Nel 2008 furono pubblicati a breve distanza due romanzi, uno dei quali scritto dal giornalista del New York Times David Sheff e l’altro da suo figlio Nic. I due romanzi erano rispettivamente Beautiful Boy: A Father’s Journey Through His Son’s Addiction e Tweak: Growing Up on Methamphetamines e raccontavano la tossicodipendenza di Nic e i tentativi dei genitori di aiutarlo, fornendo sia il punto di vista del ragazzo che quello di suo padre. Felix Van Groeningen, nel suo esordio a Hollywood dopo i successi in Belgio, scrive (insieme a Luke Davis) e dirige Beautiful Boy basandosi su entrambi i romanzi. David Sheff è qui interpretato da Steve Carell e Nic da Timothée Chalamet, mentre la seconda e attuale moglie di David, Karen, da Maura Tierney.

È più importante del solito soffermarsi sugli attori coinvolti, poiché essi rappresentano il più grande pregio che Beautiful Boy possa vantare. Carell mette in scena il ritratto di un padre addolorato e amorevole dimostrando ancora una volta il suo talento di attore drammatico, troppo spesso sottovalutato. Chalamet, nel rappresentare tutta la confusione, la rabbia, la disperazione che possono derivare dall’abuso di droghe, si conferma uno dei più talentuosi attori tra quelli emersi negli ultimi anni. Nonostante il tempo inferiore trascorso sullo schermo, anche Maura Tierney si attiene al suo ruolo con diligenza e intensità.

Al di là della bravura dei suoi interpreti, Beautiful Boy sembra più una pubblicità progresso di due ore che un film. Il suo voler essere struggente ad ogni costo, nella scelta delle situazioni da rappresentare, nelle musiche usate e nel particolare montaggio, risulta di un moralismo che gli darà successo presso il suo pubblico di riferimento ma lo renderà quantomeno irritante agli occhi di quasi chiunque altro.

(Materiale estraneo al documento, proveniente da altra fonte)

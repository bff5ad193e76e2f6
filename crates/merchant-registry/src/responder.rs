//! # Lookup Responder
//!
//! Listens for lookup requests on the shared request topic and publishes a
//! reply carrying the same correlation ID to the requester's reply topic.
//!
//! Requests are handled one at a time, in arrival order.

use crate::ports::outbound::MerchantDirectory;
use bytes::Bytes;
use keybridge_telemetry::{BUS_MESSAGES_PUBLISHED, MALFORMED_MESSAGES, RESPONDER_LOOKUPS};
use shared_bus::{BusMessage, EventFilter, EventPublisher, InMemoryEventBus, Subscription};
use shared_types::{LookupReply, LookupRequest};
use std::sync::Arc;
use tokio::sync::watch;
use tracing::{debug, info, instrument, warn};

/// What happened to one inbound message.
#[derive(Debug, Clone, Copy, PartialEq, Eq)]
pub enum ResponderOutcome {
    /// Answered `valid = true`
    Found,
    /// Answered `valid = false` (unknown key, suspended merchant or lookup error)
    NotFound,
    /// Not decodable or not answerable; nothing was published
    Dropped,
    /// A reply was built but could not be published
    ReplyFailed,
}

/// Answers lookup requests from the merchant directory.
pub struct LookupResponder {
    /// Authoritative merchant data
    directory: Arc<dyn MerchantDirectory>,
    /// Bus used for replies
    publisher: Arc<dyn EventPublisher>,
    /// Subscription to the request topic
    subscription: Subscription,
}

impl LookupResponder {
    /// Create a responder subscribed to `request_topic` on `bus`.
    pub fn new(
        directory: Arc<dyn MerchantDirectory>,
        bus: Arc<InMemoryEventBus>,
        request_topic: &str,
    ) -> Self {
        let subscription = bus.subscribe(EventFilter::topic(request_topic));
        Self::with_publisher(directory, bus, subscription)
    }

    /// Create a responder from an existing subscription and a separate reply
    /// publisher.
    pub fn with_publisher(
        directory: Arc<dyn MerchantDirectory>,
        publisher: Arc<dyn EventPublisher>,
        subscription: Subscription,
    ) -> Self {
        Self {
            directory,
            publisher,
            subscription,
        }
    }

    /// Process requests until shutdown or the bus closes.
    #[instrument(skip_all, name = "lookup_responder")]
    pub async fn run(mut self, mut shutdown: watch::Receiver<bool>) {
        info!("Lookup responder started");

        loop {
            tokio::select! {
                changed = shutdown.changed() => {
                    if changed.is_err() || *shutdown.borrow() {
                        info!("Lookup responder received shutdown signal");
                        break;
                    }
                }
                message = self.subscription.recv() => match message {
                    Some(message) => {
                        self.handle_message(&message).await;
                    }
                    None => {
                        warn!("Event bus closed, stopping lookup responder");
                        break;
                    }
                }
            }
        }
    }

    /// Handle one request message.
    pub async fn handle_message(&self, message: &BusMessage) -> ResponderOutcome {
        let request = match LookupRequest::from_slice(&message.payload) {
            Ok(request) => request,
            Err(e) => {
                MALFORMED_MESSAGES.with_label_values(&["responder"]).inc();
                warn!(
                    message_id = %message.message_id,
                    error = %e,
                    "Dropping malformed lookup request"
                );
                return ResponderOutcome::Dropped;
            }
        };

        if request.reply_to.trim().is_empty() || request.correlation_id.is_empty() {
            MALFORMED_MESSAGES.with_label_values(&["responder"]).inc();
            warn!(
                message_id = %message.message_id,
                correlation_id = %request.correlation_id,
                "Dropping lookup request without reply_to or correlation_id"
            );
            return ResponderOutcome::Dropped;
        }

        let reply = self.lookup(&request).await;
        let outcome = if reply.valid {
            ResponderOutcome::Found
        } else {
            ResponderOutcome::NotFound
        };

        let payload = match reply.to_bytes() {
            Ok(bytes) => Bytes::from(bytes),
            Err(e) => {
                warn!(correlation_id = %request.correlation_id, error = %e, "Failed to encode reply");
                return ResponderOutcome::ReplyFailed;
            }
        };

        match self.publisher.publish(&request.reply_to, payload).await {
            Ok(receivers) => {
                BUS_MESSAGES_PUBLISHED.with_label_values(&["reply"]).inc();
                debug!(
                    correlation_id = %request.correlation_id,
                    reply_to = %request.reply_to,
                    valid = reply.valid,
                    receivers = receivers,
                    "Published lookup reply"
                );
                outcome
            }
            Err(e) => {
                warn!(
                    correlation_id = %request.correlation_id,
                    reply_to = %request.reply_to,
                    error = %e,
                    "Failed to publish lookup reply"
                );
                ResponderOutcome::ReplyFailed
            }
        }
    }

    /// Authoritative lookup. Never fails: errors answer "not found".
    async fn lookup(&self, request: &LookupRequest) -> LookupReply {
        let api_key = match request.api_key() {
            Ok(key) => key,
            Err(e) => {
                RESPONDER_LOOKUPS.with_label_values(&["not_found"]).inc();
                debug!(correlation_id = %request.correlation_id, error = %e, "Unusable API key");
                return LookupReply::not_found(request.correlation_id.as_str());
            }
        };

        match self.directory.find_by_api_key(&api_key).await {
            Ok(Some(record)) if record.active => {
                RESPONDER_LOOKUPS.with_label_values(&["found"]).inc();
                debug!(
                    correlation_id = %request.correlation_id,
                    api_key = %api_key,
                    merchant_id = %record.id,
                    "API key resolved"
                );
                LookupReply::found(request.correlation_id.as_str(), record.id)
            }
            Ok(_) => {
                RESPONDER_LOOKUPS.with_label_values(&["not_found"]).inc();
                debug!(
                    correlation_id = %request.correlation_id,
                    api_key = %api_key,
                    "API key not found"
                );
                LookupReply::not_found(request.correlation_id.as_str())
            }
            Err(e) => {
                RESPONDER_LOOKUPS.with_label_values(&["error"]).inc();
                warn!(
                    correlation_id = %request.correlation_id,
                    api_key = %api_key,
                    error = %e,
                    "Directory lookup failed, answering not found"
                );
                LookupReply::not_found(request.correlation_id.as_str())
            }
        }
    }
}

Soffermandoci per un attimo sul montaggio: il film è costruito su una narrativa non lineare che alterna presente e passato, mostrando Nic in scene più o meno idilliache dell’infanzia e della preadolescenza prima di tornare al drammatico presente. Questa struttura, palesemente mirata ad impietosire il pubblico rendendo più evidente la discesa del ragazzo, non serve a sbrogliare la narrazione né riflette in alcun modo sul linguaggio cinematografico. Non è quindi altro se non un lacrimogeno sfoggio di presunzione.

Imbarazzante il flashback in cui un Nic liceale mostra a David una sigaretta di marijuana chiedendogli se avesse voluto condividerla e tranquillizzandolo sui rischi. Un chiaro riferimento all’adagio antidroga che vede marijuana e hashish come sentieri che porteranno in maniera quasi inevitabile al consumo di droghe pesanti. La nostra realtà vive attualmente un periodo di oscurantismo e regressione che sta colpendo anche l’immagine delle droghe leggere, da molti ancora ingiustamente accostate ai narcotici più pericolosi. Film come Beautiful Boy mirano proprio in questa direzione, fomentando battaglie inutili se non addirittura controproducenti.

Raccontare una storia che condanni le peggiori conseguenze della droga senza sfociare nelle ramanzine è possibile, con qualunque mezzo, incluso ovviamente il cinema. La grande macchia di Beautiful Boy sta proprio nell’impostazione che gli è stata data. Vorrebbe essere principalmente una storia di redenzione e speranza, e senza dubbio ci riesce, ma finisce anche col risultare una paternalistica lezione sui pericoli della droga e su come bisogni rimanerne lontani il più possibile. I tempi de I nostri eroi alla riscossa sono finiti, ma sembra che ci sia ancora chi non riesce ad adeguarsi.